The new guidelines eliminate the category of prehypertension, which was used for blood pressures with a top number (systolic) between 120-139 mm Hg or a bottom number (diastolic) between 80-89 mm Hg. Patients with those readings now will be categorized as having either Elevated (120-129 and less than 80) or Stage I hypertension (130-139 or 80-89).

Previous guidelines classified 140/90 mm Hg as Stage 1 hypertension. This level is classified as Stage 2 hypertension under the new guidelines.

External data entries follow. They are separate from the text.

//! End-to-end gameplay through the public API

use anniverswordle::config::{FileConfig, Overrides, parse_config, resolve};
use anniverswordle::core::{
    Game, GameStatus, Key, LetterStatus, NOT_ENOUGH_LETTERS, Rules, SubmitError, TileStatus,
    Word, evaluate,
};
use anniverswordle::output::share_text;

fn gossip_game() -> Game {
    Game::new(Rules::default(), Word::new("GOSSIP").unwrap()).unwrap()
}

fn type_guess(game: &mut Game, guess: &str) {
    for c in guess.chars() {
        game.edit_input(Key::Char(c));
    }
}

#[test]
fn three_guess_win() {
    let mut game = gossip_game();

    type_guess(&mut game, "player");
    game.submit_guess().unwrap();
    type_guess(&mut game, "bridge");
    game.submit_guess().unwrap();
    type_guess(&mut game, "gossip");
    let outcome = game.submit_guess().unwrap();

    assert_eq!(outcome.row, 2);
    assert!(outcome.feedback.is_perfect());
    let state = game.state();
    assert_eq!(state.status(), GameStatus::Won);
    assert_eq!(state.current_row(), 3);
    let last_row = state.board().row(2).unwrap();
    assert!(last_row.iter().all(|t| t.status == TileStatus::Correct));
    assert_eq!(
        share_text(state),
        "ANNIVERSWORDLE 3/6\n\n🟨⬜⬜⬜⬜⬜\n⬜⬜🟨⬜🟨⬜\n🟩🟩🟩🟩🟩🟩"
    );

    let keys = game.key_statuses();
    assert_eq!(keys.get('G'), TileStatus::Correct);
    assert_eq!(keys.get('L'), TileStatus::Absent);
    assert_eq!(keys.get('Z'), TileStatus::Empty);
}

#[test]
fn six_misses_lose() {
    let mut game = gossip_game();
    for _ in 0..6 {
        game.enter_guess("bridge").unwrap();
    }

    assert_eq!(game.status(), GameStatus::Lost);
    assert_eq!(game.state().message(), "The word was GOSSIP");
    assert!(matches!(
        game.enter_guess("gossip"),
        Err(SubmitError::GameOver(GameStatus::Lost))
    ));
}

#[test]
fn short_guess_is_rejected_without_consuming_a_row() {
    let mut game = gossip_game();
    type_guess(&mut game, "goss");

    assert!(matches!(
        game.submit_guess(),
        Err(SubmitError::NotEnoughLetters { have: 4, need: 6 })
    ));
    assert_eq!(game.state().current_row(), 0);
    assert_eq!(game.state().message(), NOT_ENOUGH_LETTERS);
    assert_eq!(game.pending_input(), "GOSS");

    game.clear_transient_message();
    assert_eq!(game.state().message(), "");
}

#[test]
fn duplicate_letters_are_not_over_reported() {
    let feedback = evaluate("GOSSIP", "OOGGGG").unwrap();
    assert_eq!(
        feedback.statuses(),
        &[
            LetterStatus::Absent,
            LetterStatus::Correct,
            LetterStatus::Present,
            LetterStatus::Absent,
            LetterStatus::Absent,
            LetterStatus::Absent,
        ]
    );
    assert!(evaluate("GOSSIP", "CRANE").is_err());
}

#[test]
fn configured_game_from_toml() {
    let file = parse_config(
        r#"
[game]
target_word = "bridge"
max_rows = 4
win_message = "Nice!"
"#,
    )
    .unwrap();
    let config = resolve(&file, &Overrides::default()).unwrap();
    let mut game = Game::new(config.rules, config.target.clone())
        .unwrap()
        .with_win_message(&config.win_message);

    assert_eq!(game.state().board().row_count(), 4);
    game.enter_guess("bridge").unwrap();
    assert_eq!(game.status(), GameStatus::Won);
    assert_eq!(game.state().message(), "Nice!");
}

#[test]
fn overrides_beat_file() {
    let overrides = Overrides {
        target_word: Some("player".into()),
        max_rows: Some(3),
    };
    let config = resolve(&FileConfig::default(), &overrides).unwrap();
    assert_eq!(config.target.text(), "PLAYER");
    assert_eq!(config.rules.max_rows, 3);
}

The impact of the new guidelines is expected to be greatest among younger people. The prevalence of high blood pressure is expected to triple among men under age 45, and double among women under 45 according to the report.

The new guidelines were developed by the American Heart Association, American College of Cardiology and 9 other health professional organisations. They were written by a panel of 21 scientists and health experts who reviewed more than 900 published studies.

Other changes in the new guideline include:

  • Only prescribing medication for Stage I hypertension if a patient has already had a cardiovascular event such as a heart attack or stroke, or is at high risk of heart attack or stroke based on age, the presence of diabetes mellitus, chronic kidney disease or calculation of atherosclerotic risk (using the same risk calculator used in evaluating high cholesterol).
  • Recognizing that many people will need 2 or more types of medications to control their blood pressure, and that people may take their pills more consistently if multiple medications are combined into a single pill.
  • Identifying socioeconomic status and psycho-social stress as risk factors for high blood pressure that should be considered in a patient’s plan of care.